- **What this task involves**: Within the listing below, how many lines include the string "reviews"? Reply with only the number.

- **Dataset extract**:
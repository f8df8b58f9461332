//! Initial-analysis and feedback response parsing
//!
//! The first exchange of a review session asks the model for clarifying
//! questions and non-judgmental observations before any critique. Proof
//! reviews additionally open with a one-line main claim.

use serde::{Deserialize, Serialize};

use super::{extract, FieldKind, SectionScanner, SectionSpec};

/// Parsed initial analysis of a piece of code or a proof.
#[derive(Debug, Clone, Serialize, Deserialize)]
pub struct ParsedAnalysis {
    /// One-line statement of what is being proved. Absent for code reviews.
    pub main_claim: Option<String>,

    /// Clarifying questions, in response order.
    pub questions: Vec<String>,

    /// Initial observations, in response order.
    pub observations: Vec<String>,

    /// The unmodified response, kept for logging and display.
    pub raw_response: String,
}

/// Feedback responses are free-form markdown and pass through unparsed.
#[derive(Debug, Clone, Serialize, Deserialize)]
pub struct ParsedFeedback {
    pub feedback: String,
    pub raw_response: String,
}

const ANALYSIS_SECTIONS: &[SectionSpec] = &[
    SectionSpec {
        canonical: "main_claim",
        labels: &["Main Claim"],
        kind: FieldKind::FirstLine,
    },
    SectionSpec {
        canonical: "questions",
        labels: &["Questions", "Question"],
        kind: FieldKind::OrderedList,
    },
    SectionSpec {
        canonical: "observations",
        labels: &["Initial Observations", "Observations"],
        kind: FieldKind::BulletedList,
    },
];

/// Parse an initial-analysis response. Total: missing sections come back as
/// `None` / empty lists.
pub fn parse_initial_analysis(response: &str) -> ParsedAnalysis {
    let sections = SectionScanner::new(ANALYSIS_SECTIONS).scan(response);

    let claim = extract::first_line(sections.lines("main_claim"));

    ParsedAnalysis {
        main_claim: (!claim.is_empty()).then_some(claim),
        questions: extract::ordered_list(sections.lines("questions")),
        observations: extract::bulleted_list(sections.lines("observations")),
        raw_response: response.to_string(),
    }
}

/// Feedback is rendered as markdown downstream; no section structure is
/// imposed on it.
pub fn parse_feedback(response: &str) -> ParsedFeedback {
    ParsedFeedback {
        feedback: response.to_string(),
        raw_response: response.to_string(),
    }
}

#[cfg(test)]
mod tests {
    use super::*;

    #[test]
    fn test_parses_questions_and_observations() {
        let response = "## Questions\n\n1. Why recursion?\n\n## Initial Observations\n\n- Clean style\n";
        let got = parse_initial_analysis(response);
        assert_eq!(got.questions, ["Why recursion?"]);
        assert_eq!(got.observations, ["Clean style"]);
        assert!(got.main_claim.is_none());
        assert_eq!(got.raw_response, response);
    }

    #[test]
    fn test_main_claim_takes_first_line_only() {
        let response = "## Main Claim\nThe sum of two evens is even.\nExtra commentary.\n\n## Questions\n1. Why induction?\n";
        let got = parse_initial_analysis(response);
        assert_eq!(
            got.main_claim.as_deref(),
            Some("The sum of two evens is even.")
        );
        assert_eq!(got.questions, ["Why induction?"]);
    }

    #[test]
    fn test_empty_sections_are_valid() {
        let got = parse_initial_analysis("## Questions\n\n## Initial Observations\n\n");
        assert!(got.questions.is_empty());
        assert!(got.observations.is_empty());
    }

    #[test]
    fn test_observation_synonym_header() {
        let got = parse_initial_analysis("## Observations\n- terse\n");
        assert_eq!(got.observations, ["terse"]);
    }

    #[test]
    fn test_totality_on_noise() {
        for input in ["", "\u{0}\u{1}binary-ish", "## ## ##", "just words"] {
            let got = parse_initial_analysis(input);
            assert!(got.questions.is_empty());
            assert!(got.observations.is_empty());
        }
    }

    #[test]
    fn test_idempotent() {
        let response = "## Questions\n1. A?\n2. B?\n## Observations\n- x\n";
        let a = parse_initial_analysis(response);
        let b = parse_initial_analysis(response);
        assert_eq!(a.questions, b.questions);
        assert_eq!(a.observations, b.observations);
    }

    #[test]
    fn test_feedback_passes_through() {
        let got = parse_feedback("## Anything\ngoes **here**\n");
        assert_eq!(got.feedback, "## Anything\ngoes **here**\n");
        assert_eq!(got.feedback, got.raw_response);
    }
}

- **Expected answer**: 2